**Work required**
Select, from the material below, each line with "crate" in it.

***

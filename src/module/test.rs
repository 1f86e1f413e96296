use super::*;
use crate::config::Options;
use crate::error::ErrorKind;

fn frees(out: &Stream) -> usize {
    out.instructions()
        .filter(|i| matches!(i, Instruction::Free { .. }))
        .count()
}

#[test]
fn test_identifiers() {
    assert!(is_identifier("x"));
    assert!(is_identifier("_tmp2"));
    assert!(is_identifier("piApprox"));
    assert!(!is_identifier("2x"));
    assert!(!is_identifier("a-b"));
    assert!(!is_identifier(""));
}

#[test]
fn test_variable_symbols() {
    assert_eq!(variable_symbol("total"), "usr_total");
    assert_eq!(function_symbol("mean"), "fn_mean");
}

#[test]
fn test_ledger_scopes() {
    let mut ledger = Ledger::new();
    let temp = ledger.record(Scope::TopLevel, Value::Register("alloc_0".into()));
    let held = ledger.record(Scope::TopLevel, Value::Register("alloc_1".into()));
    let local = ledger.record(Scope::Function, Value::Register("alloc_2".into()));
    ledger
        .transfer(held, "a", Value::Global("usr_a".into()), Scope::TopLevel)
        .unwrap();
    ledger
        .transfer(local, "b", Value::Register("usr_b".into()), Scope::Function)
        .unwrap();

    // a second transfer of the same allocation is rejected
    let err = ledger
        .transfer(held, "c", Value::Global("usr_c".into()), Scope::TopLevel)
        .unwrap_err();
    assert_eq!(err.kind, ErrorKind::Resource);

    let released: Vec<AllocId> = ledger
        .drain_scope(Scope::Function)
        .iter()
        .map(|a| a.id)
        .collect();
    assert_eq!(released, vec![local]);

    let released: Vec<AllocId> = ledger
        .drain_scope(Scope::TopLevel)
        .iter()
        .map(|a| a.id)
        .collect();
    assert_eq!(released, vec![temp]);
    assert!(ledger.contains(held));

    assert_eq!(ledger.remove(held).unwrap().id, held);
    assert_eq!(ledger.remove(held).unwrap_err().kind, ErrorKind::Resource);
    assert!(ledger.is_empty());
}

#[test]
fn test_variable_names_are_checked() {
    let mut session = Session::new(Options::default());
    let mut module = Module::new(&mut session, "test");
    let mut out = Stream::new();

    for name in ["Int", "3d", "a.b"] {
        let err = module.new_variable(&mut out, name, &Type::Int).unwrap_err();
        assert_eq!(err.kind, ErrorKind::Semantic, "{}", name);
    }

    module.new_variable(&mut out, "v", &Type::Real).unwrap();
    let err = module.new_variable(&mut out, "v", &Type::Int).unwrap_err();
    assert_eq!(err.kind, ErrorKind::Semantic);
}

#[test]
fn test_locals_live_in_function_scope() {
    let mut session = Session::new(Options::default());
    let mut module = Module::new(&mut session, "test");
    let mut out = Stream::new();
    module.new_variable(&mut out, "g", &Type::Int).unwrap();

    module.begin_function();
    assert_eq!(module.scope(), Scope::Function);
    let mut body = Stream::new();
    // a local may shadow a global
    let local = module.new_variable(&mut body, "g", &Type::Real).unwrap();
    assert!(!local.global);
    assert_eq!(local.ptr, Value::Register("usr_g".into()));
    assert_eq!(
        body.instructions().next(),
        Some(&Instruction::Alloca {
            dest: "usr_g".into(),
            ty: IRType::F64,
        })
    );
    assert_eq!(module.lookup("g").map(|v| v.ty.clone()), Some(Type::Real));

    module.end_function(Function {
        name: "fn_f".into(),
        params: Vec::new(),
        return_type: IRType::Void,
        blocks: body.into_blocks(),
    });
    assert_eq!(module.scope(), Scope::TopLevel);
    assert_eq!(module.lookup("g").map(|v| v.ty.clone()), Some(Type::Int));

    module.push_function(Function {
        name: "main".into(),
        params: Vec::new(),
        return_type: IRType::I32,
        blocks: Stream::new().into_blocks(),
    });

    let unit = module.into_unit(None);
    let names: Vec<&str> = unit.functions.iter().map(|f| f.name.as_str()).collect();
    assert_eq!(names, vec!["fn_f", "main"]);
}

#[test]
fn test_globals_of_earlier_units_are_declared_once() {
    let mut session = Session::new(Options::default());
    session.insert_global(
        "old",
        Variable {
            ty: Type::Bool,
            alloc: None,
        },
    );
    let mut module = Module::new(&mut session, "test");

    let var = module.get_variable("old").unwrap();
    assert!(var.global);
    module.get_variable("old").unwrap();
    assert_eq!(
        module.declarations(),
        &[Declaration::Global {
            name: "usr_old".into(),
            ty: IRType::I1,
            init: None,
        }]
    );
    assert!(module.get_variable("missing").is_none());
}

#[test]
fn test_allocation_lifecycle() {
    let mut session = Session::new(Options::default());
    let mut module = Module::new(&mut session, "test");
    let mut out = Stream::new();

    let (_, temp) = module.allocate(&mut out, &Type::Real, Value::Constant(Constant::Int(4)));
    let (_, held) = module.allocate(&mut out, &Type::Int, Value::Constant(Constant::Int(2)));
    assert!(module.is_fresh(temp));

    let var = module
        .new_variable(&mut out, "arr", &Type::array_of(Type::Int))
        .unwrap();
    module
        .mark_ownership_transferred(&mut out, held, &var)
        .unwrap();
    assert!(!module.is_fresh(held));
    assert_eq!(module.lookup("arr").and_then(|v| v.alloc), Some(held));

    let before = frees(&out);
    module.end_scope(&mut out);
    assert_eq!(frees(&out), before + 1);

    module.end_program(&mut out);
    assert_eq!(frees(&out), before + 2);
    drop(module);
    assert!(session.ledger().is_empty());
}

#[test]
fn test_function_scope_releases_everything_it_made() {
    let mut session = Session::new(Options::default());
    let mut module = Module::new(&mut session, "test");
    module.begin_function();
    let mut body = Stream::new();

    let (_, id) = module.allocate(&mut body, &Type::Real, Value::Constant(Constant::Int(3)));
    let var = module
        .new_variable(&mut body, "local", &Type::array_of(Type::Real))
        .unwrap();
    module.mark_ownership_transferred(&mut body, id, &var).unwrap();

    module.end_scope(&mut body);
    drop(module);
    assert!(session.ledger().is_empty());
}

#[test]
fn test_functions_are_defined_once() {
    let mut session = Session::new(Options::default());
    let mut module = Module::new(&mut session, "test");

    let signature = module
        .register_function("f", vec![("n".into(), Type::Int)], Type::Real)
        .unwrap();
    assert_eq!(signature.symbol, "fn_f");
    let err = module
        .register_function("f", Vec::new(), Type::Int)
        .unwrap_err();
    assert_eq!(err.kind, ErrorKind::Semantic);

    // calls inside the defining unit never need a declaration
    module.ensure_declared(Declaration::Function {
        name: "fn_f".into(),
        params: vec![IRType::I32],
        return_type: IRType::F64,
        variadic: false,
    });
    assert!(module.declarations().is_empty());
    drop(module);
    assert!(session.function("f").is_some());
}

#[test]
fn test_counters() {
    let mut session = Session::new(Options::default());
    let mut module = Module::new(&mut session, "test");
    assert_eq!(module.new_register(), "reg_0");
    assert_eq!(module.new_register(), "reg_1");
    assert_eq!(module.new_block_id(), 0);
    assert_eq!(module.new_block_id(), 1);
}
// Copyright (C) 2026 Michael Wilson <mike@mdwn.dev>
//
// This program is free software: you can redistribute it and/or modify it under
// the terms of the GNU General Public License as published by the Free Software
// Foundation, version 3.
//
// This program is distributed in the hope that it will be useful, but WITHOUT
// ANY WARRANTY; without even the implied warranty of MERCHANTABILITY or FITNESS
// FOR A PARTICULAR PURPOSE. See the GNU General Public License for more details.
//
// You should have received a copy of the GNU General Public License along with
// this program. If not, see <https://www.gnu.org/licenses/>.
//
use std::{fmt, thread};

use cpal::traits::{DeviceTrait, HostTrait, StreamTrait};
use crossbeam_channel::{Receiver, Sender};
use tracing::{debug, error, info};

use super::mixer::{ActiveSource, AudioMixer};
use super::source::RateShiftedSource;
use super::{next_source_id, OutputSink, SampleBuffer, SinkError, VoiceHandle};
use crate::config::EngineConfig;
use crate::playsync::CancelHandle;

/// An output sink backed by a cpal stream. Voices are handed to the audio callback over a
/// channel and mixed there.
pub struct Sink {
    /// The device name.
    name: String,
    /// The mixer shared with the audio callback.
    mixer: AudioMixer,
    /// Channel for adding sources without taking the mixer lock on the caller's thread.
    source_tx: Sender<ActiveSource>,
    /// Dropping this sender ends the output thread.
    shutdown_tx: Option<Sender<()>>,
    /// The thread that owns the cpal stream.
    output_thread: Option<thread::JoinHandle<()>>,
}

impl Sink {
    /// Lists the names of all output devices across the available hosts.
    pub fn list() -> Result<Vec<String>, SinkError> {
        // Suppress noisy output here.
        let _shh_stdout = shh::stdout()?;
        let _shh_stderr = shh::stderr()?;

        let mut names = Vec::new();
        for host_id in cpal::available_hosts() {
            let host = match cpal::host_from_id(host_id) {
                Ok(host) => host,
                Err(e) => {
                    error!(err = e.to_string(), host = host_id.name(), "Unable to open host");
                    continue;
                }
            };
            let devices = match host.output_devices() {
                Ok(devices) => devices,
                Err(e) => {
                    error!(
                        err = e.to_string(),
                        host = host_id.name(),
                        "Unable to list devices for host"
                    );
                    continue;
                }
            };
            names.extend(devices.filter_map(|device| device_name(&device)));
        }

        names.sort();
        names.dedup();
        Ok(names)
    }

    /// Opens the configured device (or the default one) and starts its output stream.
    pub fn get(config: &EngineConfig) -> Result<Sink, SinkError> {
        let host = cpal::default_host();
        let device = match config.device() {
            Some(name) => host
                .output_devices()
                .map_err(|e| SinkError::Device(e.to_string()))?
                .find(|device| device_name(device).is_some_and(|n| n.trim() == name))
                .ok_or_else(|| SinkError::DeviceNotFound(name.to_string()))?,
            None => host
                .default_output_device()
                .ok_or(SinkError::NoDefaultDevice)?,
        };
        let name = device_name(&device).unwrap_or_else(|| "unknown device".to_string());
        let sample_format = device
            .default_output_config()
            .map_err(|e| SinkError::Device(e.to_string()))?
            .sample_format();

        let mixer = AudioMixer::new(config.channels(), config.sample_rate());
        let stream_config = cpal::StreamConfig {
            channels: mixer.num_channels(),
            sample_rate: mixer.sample_rate(),
            buffer_size: cpal::BufferSize::Default,
        };

        let (source_tx, source_rx) = crossbeam_channel::unbounded();
        let (shutdown_tx, shutdown_rx) = crossbeam_channel::bounded::<()>(0);
        let (ready_tx, ready_rx) = crossbeam_channel::bounded::<Result<(), SinkError>>(1);

        // The stream is created and kept on its own thread, since cpal streams are not Send
        // on every platform.
        let callback_mixer = mixer.clone();
        let output_thread = thread::spawn(move || {
            let stream = match build_stream(
                &device,
                &stream_config,
                sample_format,
                callback_mixer,
                source_rx,
            ) {
                Ok(stream) => stream,
                Err(e) => {
                    let _ = ready_tx.send(Err(e));
                    return;
                }
            };
            if let Err(e) = stream.play() {
                let _ = ready_tx.send(Err(SinkError::Device(e.to_string())));
                return;
            }
            let _ = ready_tx.send(Ok(()));

            // Blocks until the sink is dropped.
            let _ = shutdown_rx.recv();
            drop(stream);
        });

        match ready_rx.recv() {
            Ok(Ok(())) => {}
            Ok(Err(e)) => {
                let _ = output_thread.join();
                return Err(e);
            }
            Err(_) => {
                let _ = output_thread.join();
                return Err(SinkError::StreamClosed);
            }
        }

        info!(
            device = name,
            channels = mixer.num_channels(),
            sample_rate = mixer.sample_rate(),
            format = ?sample_format,
            "CPAL output stream started"
        );

        Ok(Sink {
            name,
            mixer,
            source_tx,
            shutdown_tx: Some(shutdown_tx),
            output_thread: Some(output_thread),
        })
    }
}

impl OutputSink for Sink {
    fn create_voice(
        &self,
        buffer: &SampleBuffer,
        rate: f64,
        looping: bool,
    ) -> Result<Box<dyn VoiceHandle>, SinkError> {
        let source = RateShiftedSource::new(buffer.clone(), rate, self.mixer.sample_rate(), looping);
        Ok(Box::new(Voice {
            id: next_source_id(),
            source: Some(source),
            cancel_handle: CancelHandle::new(),
            source_tx: self.source_tx.clone(),
        }))
    }
}

impl fmt::Display for Sink {
    fn fmt(&self, f: &mut fmt::Formatter<'_>) -> fmt::Result {
        write!(f, "{}", self.name)
    }
}

impl Drop for Sink {
    fn drop(&mut self) {
        let stopped = self.mixer.clear();
        if stopped > 0 {
            debug!(stopped, "Cleared voices on output shutdown");
        }

        self.shutdown_tx.take();
        if let Some(thread) = self.output_thread.take() {
            let _ = thread.join();
        }
    }
}

/// A voice routed through the cpal mixer.
struct Voice {
    id: u64,
    /// Present until the voice is started.
    source: Option<RateShiftedSource>,
    cancel_handle: CancelHandle,
    source_tx: Sender<ActiveSource>,
}

impl VoiceHandle for Voice {
    fn start(&mut self) -> Result<(), SinkError> {
        if self.cancel_handle.is_cancelled() {
            return Err(SinkError::StreamClosed);
        }
        let Some(source) = self.source.take() else {
            return Ok(());
        };
        self.source_tx
            .send(ActiveSource {
                source,
                cancel_handle: self.cancel_handle.clone(),
            })
            .map_err(|_| SinkError::StreamClosed)?;
        debug!(id = self.id, "Voice handed to the output stream");
        Ok(())
    }

    fn stop(&mut self) {
        self.source = None;
        self.cancel_handle.cancel();
    }

    fn is_finished(&self) -> bool {
        self.source.is_none() && self.cancel_handle.is_cancelled()
    }
}

#[allow(deprecated)]
fn device_name(device: &cpal::Device) -> Option<String> {
    device.name().ok()
}

fn build_stream(
    device: &cpal::Device,
    config: &cpal::StreamConfig,
    sample_format: cpal::SampleFormat,
    mixer: AudioMixer,
    source_rx: Receiver<ActiveSource>,
) -> Result<cpal::Stream, SinkError> {
    let stream = match sample_format {
        cpal::SampleFormat::F32 => build_typed_stream::<f32>(device, config, mixer, source_rx),
        cpal::SampleFormat::I16 => build_typed_stream::<i16>(device, config, mixer, source_rx),
        cpal::SampleFormat::I32 => build_typed_stream::<i32>(device, config, mixer, source_rx),
        cpal::SampleFormat::U16 => build_typed_stream::<u16>(device, config, mixer, source_rx),
        other => {
            return Err(SinkError::Device(format!(
                "unsupported sample format {:?}",
                other
            )))
        }
    };
    stream.map_err(|e| SinkError::Device(e.to_string()))
}

/// Builds a stream whose callback drains newly started voices into the mixer, mixes one block
/// in f32 and converts it to the device format.
fn build_typed_stream<T>(
    device: &cpal::Device,
    config: &cpal::StreamConfig,
    mixer: AudioMixer,
    source_rx: Receiver<ActiveSource>,
) -> Result<cpal::Stream, cpal::BuildStreamError>
where
    T: cpal::SizedSample + cpal::FromSample<f32>,
{
    let mut scratch: Vec<f32> = Vec::new();
    device.build_output_stream(
        config,
        move |data: &mut [T], _: &cpal::OutputCallbackInfo| {
            while let Ok(source) = source_rx.try_recv() {
                mixer.add_source(source);
            }

            scratch.resize(data.len(), 0.0);
            mixer.process_into_output(&mut scratch);
            for (dst, &src) in data.iter_mut().zip(scratch.iter()) {
                *dst = T::from_sample(src);
            }
        },
        |err| error!("CPAL output stream error: {}", err),
        None,
    )
}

***

**Exercise response**
use crate::config::Options;
use crate::error::ErrorKind;
use crate::config::EngineConfig;
use crate::playsync::CancelHandle;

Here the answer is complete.